CLIENT FINED FOR FAILURE TO CHECK PROJECT SAFETY PROGRESS

Contractors and client prosecuted after errors over obvious fall risks

Three companies have been fined a total of £336,000 after a worker survived a fall of over 6m through a roof light onto a concrete floor. He suffered fractures to his back and shoulder and a puncture wound to his lower back from a drill bit which was in his pocket when he fell.

Dundee Sheriff’s Court heard that on 3 October 2008 the electrician was fixing cables on the building. A cable he needed was on the roof of the building and he used a mobile platform to access the roof. As he walked across the roof he stood on a roof light and fell, hitting machinery in the building below, before landing on the concrete floor.

Crockett and Partners Ltd were contracted by Electroguard Security Systems to fit a lighting system as part of a larger project at Dundee Cold Stores Ltd in Dundee.

Risk assessment and management arrangements fall short

The HSE investigators found that:

  • The project client, Dundee Cold Stores Ltd had not sought a written risk assessment for the work by contractors and there was no method statement from either company regarding how the work was to be carried out safely;
  • Electroguard carried out a site risk assessment for working at height but this was not specific to the job at Dundee Cold Stores. The risk assessment was not known Crockett and Partners and no safe system of work was implemented to ensure risks identified were managed effectively;
  • Robert A.S. Crockett and Partners Ltd had not given Mr Carson any training or information that would have helped him identify that the roof could be fragile. 
  • Dundee Cold Stores Ltd did not carry out any safety inductions before contractors started work on the site and there were no safety meetings once the work had started to ensure that it was progressing safely.

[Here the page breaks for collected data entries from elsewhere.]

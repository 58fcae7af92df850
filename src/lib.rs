#![cfg_attr(docsrs, feature(doc_cfg))]
//! # forest-topology
//!
//! forest-topology describes the global connection topology of a forest of
//! cube-shaped trees tiling a 3-D domain. For any face, edge or corner of any
//! tree it resolves the neighbors elsewhere in the forest together with the
//! coordinate transform across the shared boundary.
//!
//! ## Features
//! - A compact [`Connectivity`](topology::Connectivity) store: fixed-stride
//!   per-tree arrays plus offset-delimited slices for shared edges and corners
//! - Face, edge and corner transform resolvers
//! - Completion of edge/corner adjacency (and optionally face adjacency)
//!   from vertex coincidence
//! - A bit-exact, versioned persisted format
//! - Named constructors: unit cube, periodic cube, two cubes, bricks
//!
//! ## Usage
//!
//! ```
//! use forest_topology::prelude::*;
//!
//! let conn = brick(2, 1, 1, false, false, false).unwrap();
//! assert!(conn.is_valid());
//!
//! let (neighbor, ft) = find_face_transform(&conn, 0, 1).unwrap();
//! assert_eq!(neighbor, 1);
//! assert_eq!(ft.transform_point([0.5, 0.25, 0.75]), [-0.5, 0.25, 0.75]);
//! ```
//!
//! ## Invariant checking
//!
//! Debug builds re-validate a store after completion. Enable the
//! `strict-invariants` or `check-invariants` feature to keep those checks in
//! release builds.
//!
//! ## Concurrency
//!
//! A built store is plain owned data. Share it by reference across threads
//! for queries; mutation (attribute toggling, completion) needs `&mut`.

pub mod algs;
pub mod debug_invariants;
pub mod forest_error;
pub mod io;
pub mod mesh_generation;
pub mod topology;

pub use debug_invariants::DebugInvariants;
pub use forest_error::ForestError;

/// A convenient prelude to import the most-used traits & types:
pub mod prelude {
    pub use crate::algs::completion::{complete_connectivity, connect_faces};
    pub use crate::algs::corner_transform::{
        CornerInfo, CornerTransform, corner_neighbors, find_corner_transform,
    };
    pub use crate::algs::edge_transform::{
        EdgeInfo, EdgeTransform, edge_neighbors, find_edge_transform,
    };
    pub use crate::algs::face_transform::{
        FaceTransform, expand_face_transform, find_face_transform,
    };
    pub use crate::debug_invariants::DebugInvariants;
    pub use crate::forest_error::ForestError;
    pub use crate::io::{load, load_file, save, save_file};
    pub use crate::mesh_generation::{brick, periodic, twocubes, unitcube};
    pub use crate::topology::connectivity::{
        ConnectType, Connectivity, ConnectivityArrays, FaceNeighbor, NO_ENTITY, TopIdx,
    };
    pub use crate::topology::orientation::{EdgeFlip, FacePerm, Orientation, Perm};
}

Robert A.S. Crockett and Partners Ltd was fined £66,000 after pleading guilty to breaching Section 2 of the Health and Safety at Work etc Act 1974.

Electroguard Security Systems was fined £135,000, and Dundee Cold Stores fined £135,000 after they both pleaded guilty to breaching Section 3(1) of the Health and Safety at Work etc Act 1974.

After sentencing, HSE Inspector Harry Bottesch said:

“Mr Carson has suffered significant and lasting injuries because his employer left him to work at height unsupervised and without clear instructions about what work he was expected to do and how he was to do it. Nor was there any safe system of work in place to allow him to work safely at height.

Where roof lights are present, it should be assumed that the area is fragile to walk on. If these three companies had thought about the obvious risks involved, and planned the work properly then Mr Carson’s injuries – and the impact they have had on his life ever since – could have been avoided.”